Meiotic recombination is a process in which two parental chromosomes, one from the father and the other one from the mother, exchange parts to give rise to the next generation. This process creates new genetic variation in the progeny, which facilitates adaptation to new environments and purges detrimental mutations from genomes. Meiotic recombination is one of the main mechanisms of evolution and is also an unparalleled instrument of plant and animal breeding.

However, despite their importance, recombination events are not evenly distributed throughout the genome. Instead, they predominantly take place at distinct sites called recombination hotspots.
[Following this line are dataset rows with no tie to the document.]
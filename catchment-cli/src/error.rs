//! Error types emitted by the catchment CLI.
//!
//! Keep this error type reasonably small, as many CLI helpers return
//! `Result<_, CliError>`.

use std::sync::Arc;

use camino::Utf8PathBuf;
use catchment_core::CategoryError;
use catchment_data::routing::ProviderBuildError;
use catchment_data::{ExportError, GridError, OhsomeBuildError};
use thiserror::Error;

/// Errors emitted by the catchment CLI.
#[derive(Debug, Error)]
pub enum CliError {
    /// Provided arguments failed Clap validation.
    #[error(transparent)]
    ArgumentParsing(#[from] clap::Error),
    /// Configuration layering failed (files, env, CLI).
    #[error("failed to load configuration: {0}")]
    Configuration(#[from] Arc<ortho_config::OrthoError>),
    /// A required option is missing after configuration merging.
    #[error("missing {field} (set --{field} or {env})")]
    MissingArgument {
        field: &'static str,
        env: &'static str,
    },
    /// An option holds a value outside its domain.
    #[error("invalid {field} {value:?}: {reason}")]
    InvalidValue {
        field: &'static str,
        value: String,
        reason: String,
    },
    /// The configured routing provider is not supported.
    #[error("unknown routing provider {name:?} (expected ors or valhalla)")]
    UnknownProvider { name: String },
    /// A referenced input path does not exist on disk or is not a file.
    #[error("{field} path {path:?} does not exist or is not a file")]
    MissingSourceFile {
        field: &'static str,
        path: Utf8PathBuf,
    },
    /// The output directory exists but is not a directory.
    #[error("output directory {path:?} is not a directory")]
    OutputDirectoryNotDirectory { path: Utf8PathBuf },
    /// Opening the category file failed.
    #[error("failed to open categories at {path:?}: {source}")]
    OpenCategories {
        path: Utf8PathBuf,
        #[source]
        source: std::io::Error,
    },
    /// Category JSON could not be decoded.
    #[error("failed to parse categories JSON at {path:?}: {source}")]
    ParseCategories {
        path: Utf8PathBuf,
        #[source]
        source: serde_json::Error,
    },
    /// The category definitions failed validation.
    #[error("categories in {path:?} failed validation: {source}")]
    InvalidCategories {
        path: Utf8PathBuf,
        #[source]
        source: CategoryError,
    },
    /// Loading the population grid failed.
    #[error(transparent)]
    LoadPopulation(#[from] GridError),
    /// Constructing the isochrone provider failed.
    #[error("failed to build isochrone provider for {base_url:?}: {source}")]
    BuildIsochroneProvider {
        base_url: String,
        #[source]
        source: ProviderBuildError,
    },
    /// Constructing the feature source failed.
    #[error("failed to build feature source: {0}")]
    BuildFeatureSource(#[from] OhsomeBuildError),
    /// Starting the async runtime failed.
    #[error("failed to start async runtime: {0}")]
    Runtime(#[source] std::io::Error),
    /// Writing result files failed.
    #[error(transparent)]
    Export(#[from] ExportError),
}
Compared to other groups of eukaryotes, little is understood about the mechanisms controlling recombination in plants, and particularly little is known about recombination in crops, which tend to have large and complex genomes.
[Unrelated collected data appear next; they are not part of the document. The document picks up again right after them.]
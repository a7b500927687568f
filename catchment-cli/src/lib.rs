//! Command-line interface for catchment analysis runs.
#![forbid(unsafe_code)]

use clap::{Parser, Subcommand};

mod categories;
mod error;
mod progress;
mod run;

pub use error::CliError;
use run::RunArgs;

const ARG_CITY: &str = "city";
const ARG_RANGES: &str = "ranges";
const ARG_RANGE_TYPE: &str = "range-type";
const ARG_PROFILE: &str = "profile";
const ARG_THREADS: &str = "threads";
const ARG_CATEGORIES: &str = "categories";
const ARG_PROVIDER: &str = "provider";
const ARG_ORS_BASE_URL: &str = "ors-base-url";
const ARG_ORS_API_KEY: &str = "ors-api-key";
const ARG_VALHALLA_URL: &str = "valhalla-url";
const ARG_VALHALLA_API_KEY: &str = "valhalla-api-key";
const ARG_OHSOME_URL: &str = "ohsome-url";
const ARG_SEARCH_BBOX: &str = "search-bbox";
const ARG_SNAPSHOT: &str = "snapshot";
const ARG_POPULATION_GRID: &str = "population-grid";
const ARG_OUTPUT_DIR: &str = "output-dir";
const ARG_SCENARIO: &str = "scenario";
const ARG_RANK_BY: &str = "rank-by";
const ARG_TASK_TIMEOUT_SECS: &str = "task-timeout-secs";
const ARG_VERBOSITY: &str = "verbosity";
const ENV_CITY: &str = "CATCHMENT_CMDS_RUN_CITY";
const ENV_CATEGORIES: &str = "CATCHMENT_CMDS_RUN_CATEGORIES";
const ENV_ORS_API_KEY: &str = "CATCHMENT_CMDS_RUN_ORS_API_KEY";
const ENV_POPULATION_GRID: &str = "CATCHMENT_CMDS_RUN_POPULATION_GRID";

/// Run the catchment CLI with the current process arguments and environment.
///
/// # Errors
///
/// Returns a [`CliError`] when arguments or configuration are invalid, an
/// input cannot be loaded, or results cannot be written.
pub fn run() -> Result<(), CliError> {
    let cli = Cli::try_parse().map_err(CliError::ArgumentParsing)?;
    match cli.command {
        Command::Run(args) => run::run_catchment(*args),
    }
}

#[derive(Debug, Parser)]
#[command(
    name = "catchment",
    about = "Measure how much of a city's population lives near its points of interest",
    version
)]
struct Cli {
    #[command(subcommand)]
    command: Command,
}

#[derive(Debug, Subcommand)]
enum Command {
    /// Compute catchment regions for one or more cities.
    Run(Box<RunArgs>),
}

#[cfg(test)]
mod tests;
The goal of this project is to determine how specific sites in the genome become recombination hotspots in maize, a model species as well as a major crop, how recombination hotspots evolve, and how they can be modified to improve plant breeding methods. A large fraction of maize genes are located in regions that show very limited recombination. Developing ways to increase recombination in these regions will allow more efficient breeding.
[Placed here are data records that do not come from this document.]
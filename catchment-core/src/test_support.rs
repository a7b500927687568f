//! In-memory collaborators used by unit and behaviour tests.
//!
//! None of these types perform I/O; they let the pipeline run end to end
//! against hand-built geometries.

use std::collections::{HashMap, HashSet};
use std::sync::atomic::{AtomicUsize, Ordering};

use async_trait::async_trait;
use geo::{BooleanOps, Coord, Intersects, MultiPolygon, Point, Rect};

use crate::geometry;
use crate::{
    FeatureSource, FeatureSourceError, IsochroneBand, IsochroneError, IsochroneProvider,
    IsochroneRequest, PointFeature, PopulationError, PopulationService, TravelProfile,
};

/// Axis-aligned square with its lower-left corner at `(x, y)`.
#[must_use]
#[expect(clippy::float_arithmetic, reason = "corner offsets are coordinate sums")]
pub fn square(x: f64, y: f64, size: f64) -> MultiPolygon<f64> {
    MultiPolygon::new(vec![Rect::new((x, y), (x + size, y + size)).to_polygon()])
}

/// Square of half-width `half` centred on `centre`.
#[must_use]
#[expect(clippy::float_arithmetic, reason = "corner offsets are coordinate sums")]
pub fn square_around(centre: Coord<f64>, half: f64) -> MultiPolygon<f64> {
    square(centre.x - half, centre.y - half, 2.0 * half)
}

/// Deterministic provider returning one square per range around the origin.
///
/// Each band's half-width is `range * scale`. Origins registered with
/// [`fail_at`](Self::fail_at) produce a network error instead.
#[derive(Debug, Default)]
pub struct StubIsochroneProvider {
    scale: f64,
    failures: Vec<Coord<f64>>,
    unsupported: Vec<TravelProfile>,
    calls: AtomicUsize,
}

impl StubIsochroneProvider {
    /// Create a provider whose squares grow by `scale` per range unit.
    #[must_use]
    pub fn new(scale: f64) -> Self {
        Self {
            scale,
            ..Self::default()
        }
    }

    /// Fail every request originating at `location`.
    #[must_use]
    pub fn fail_at(mut self, location: Coord<f64>) -> Self {
        self.failures.push(location);
        self
    }

    /// Reject every request for `profile`.
    #[must_use]
    pub fn without_profile(mut self, profile: TravelProfile) -> Self {
        self.unsupported.push(profile);
        self
    }

    /// Number of requests received so far.
    #[must_use]
    pub fn calls(&self) -> usize {
        self.calls.load(Ordering::SeqCst)
    }
}

#[async_trait(?Send)]
impl IsochroneProvider for StubIsochroneProvider {
    fn name(&self) -> &str {
        "stub"
    }

    #[expect(clippy::float_arithmetic, reason = "band size scales with the range")]
    async fn isochrones(
        &self,
        request: IsochroneRequest<'_>,
    ) -> Result<Vec<IsochroneBand>, IsochroneError> {
        self.calls.fetch_add(1, Ordering::SeqCst);
        if self.unsupported.contains(&request.profile) {
            return Err(IsochroneError::ProfileNotImplemented {
                profile: request.profile,
                provider: self.name().to_owned(),
            });
        }
        if self.failures.contains(&request.location) {
            return Err(IsochroneError::NetworkError {
                url: "stub://isochrones".into(),
                message: format!(
                    "no route from ({}, {})",
                    request.location.x, request.location.y
                ),
            });
        }
        Ok(request
            .ranges
            .as_slice()
            .iter()
            .map(|&range| IsochroneBand {
                range,
                geometry: square_around(request.location, f64::from(range) * self.scale),
            })
            .collect())
    }
}

/// Feature source answering from in-memory boundaries and points.
///
/// Point queries honour the `key=value or key=value` filter syntax and only
/// return points inside the query area.
#[derive(Debug, Default, Clone)]
pub struct MemoryFeatureSource {
    boundaries: HashMap<String, MultiPolygon<f64>>,
    points: Vec<PointFeature>,
    failing: HashSet<String>,
}

impl MemoryFeatureSource {
    /// Register the boundary of `city`.
    #[must_use]
    pub fn with_boundary(mut self, city: impl Into<String>, boundary: MultiPolygon<f64>) -> Self {
        self.boundaries.insert(city.into(), boundary);
        self
    }

    /// Add point features available to every query.
    #[must_use]
    pub fn with_points<I>(mut self, points: I) -> Self
    where
        I: IntoIterator<Item = PointFeature>,
    {
        self.points.extend(points);
        self
    }

    /// Make boundary lookups for `city` fail.
    #[must_use]
    pub fn failing_boundary(mut self, city: impl Into<String>) -> Self {
        self.failing.insert(city.into());
        self
    }
}

fn parse_filter(filter: &str) -> Vec<(&str, &str)> {
    filter
        .split(" or ")
        .filter_map(|clause| clause.trim().split_once('='))
        .collect()
}

#[async_trait(?Send)]
impl FeatureSource for MemoryFeatureSource {
    async fn boundary(&self, city: &str) -> Result<Option<MultiPolygon<f64>>, FeatureSourceError> {
        if self.failing.contains(city) {
            return Err(FeatureSourceError::HttpError {
                url: "memory://boundary".into(),
                status: 500,
                message: format!("boundary lookup for {city} failed"),
            });
        }
        Ok(self.boundaries.get(city).cloned())
    }

    async fn points(
        &self,
        area: &MultiPolygon<f64>,
        filter: &str,
    ) -> Result<Vec<PointFeature>, FeatureSourceError> {
        let clauses = parse_filter(filter);
        Ok(self
            .points
            .iter()
            .filter(|feature| area.intersects(&Point::from(feature.location)))
            .filter(|feature| {
                clauses
                    .iter()
                    .any(|(key, value)| feature.tag(key) == Some(*value))
            })
            .cloned()
            .collect())
    }
}

/// Population service returning the same answer for every query.
#[derive(Debug, Clone)]
pub struct FixedPopulation {
    answer: Result<Option<f64>, PopulationError>,
}

impl FixedPopulation {
    /// Answer every query with `population`.
    #[must_use]
    pub const fn new(population: f64) -> Self {
        Self {
            answer: Ok(Some(population)),
        }
    }

    /// Answer every query with "no cells".
    #[must_use]
    pub const fn empty() -> Self {
        Self { answer: Ok(None) }
    }

    /// Fail every query.
    #[must_use]
    pub fn failing(message: impl Into<String>) -> Self {
        Self {
            answer: Err(PopulationError::Unavailable {
                message: message.into(),
            }),
        }
    }
}

impl PopulationService for FixedPopulation {
    fn sum_population(&self, _area: &MultiPolygon<f64>) -> Result<Option<f64>, PopulationError> {
        self.answer.clone()
    }
}

/// Population spread uniformly over a set of polygons.
///
/// A query receives each polygon's population in proportion to the share of
/// its area that the query covers. Queries touching no polygon yield `None`.
#[derive(Debug, Clone, Default)]
pub struct PolygonPopulation {
    zones: Vec<(MultiPolygon<f64>, f64)>,
}

impl PolygonPopulation {
    /// Create a service from `(zone, population)` pairs.
    #[must_use]
    pub const fn new(zones: Vec<(MultiPolygon<f64>, f64)>) -> Self {
        Self { zones }
    }
}

impl PopulationService for PolygonPopulation {
    #[expect(
        clippy::float_arithmetic,
        reason = "population is apportioned by covered area share"
    )]
    fn sum_population(&self, area: &MultiPolygon<f64>) -> Result<Option<f64>, PopulationError> {
        let mut total = None;
        for (zone, people) in &self.zones {
            let zone_area = geometry::planar_area(zone);
            if zone_area <= 0.0 {
                continue;
            }
            let covered = geometry::planar_area(&zone.intersection(area));
            if covered > 0.0 {
                *total.get_or_insert(0.0) += people * covered / zone_area;
            }
        }
        Ok(total)
    }
}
To further spread the knowledge about meiotic recombination, the laboratories participating in this project will jointly operate a Science Undergraduate Minority Mentoring Internship and Training (SUMMIT) program, which each year will sponsor three 10-week internships for minority undergraduate students.

The goal of this project is to elucidate the meiotic recombination landscape in maize and gain the ability to modify it. Meiotic recombination starts with a programmed formation of double-strand breaks (DSBs) in chromosomal DNA. Repair of the DSBs leads to reciprocal exchanges of chromosome arms called crossovers (COs).

In most species, including maize, large numbers of meiotic DSBs are generated but very few of them become COs. Furthermore, although DSBs are ubiquitously present throughout the entire maize genome, most COs are near chromosome ends. This project will examine how chromatin as well as DNA sequence affect CO landscape and how the knowledge of recombination mechanisms can be used to alter CO landscape.

To understand the role of chromatin and chromosome characteristics in shaping CO distribution, the impact of chromatin state, and the dynamics of homologous chromosome interactions on the progression of CO formation will be investigated. The relationship between genome sequence and CO patterns will also be studied to understand how genetic diversity affects CO landscapes.

To test the knowledge on recombination genomics gained from this project, and to apply it for a practical purpose, effectiveness of artificial CO hotspots will be examined. This research will provide a more complete picture of how recombination is controlled in plants and facilitate development of efficient tools to harness it for plant breeding.

This award was co-funded by the Plant Genome Research Program in the Division of Integrative Organismal Systems and the Genetic Mechanisms Cluster in the Division of Molecular and Cellular Biosciences.

This award reflects NSF's statutory mission and has been deemed worthy of support through evaluation using the Foundation's intellectual merit and broader impacts review criteria.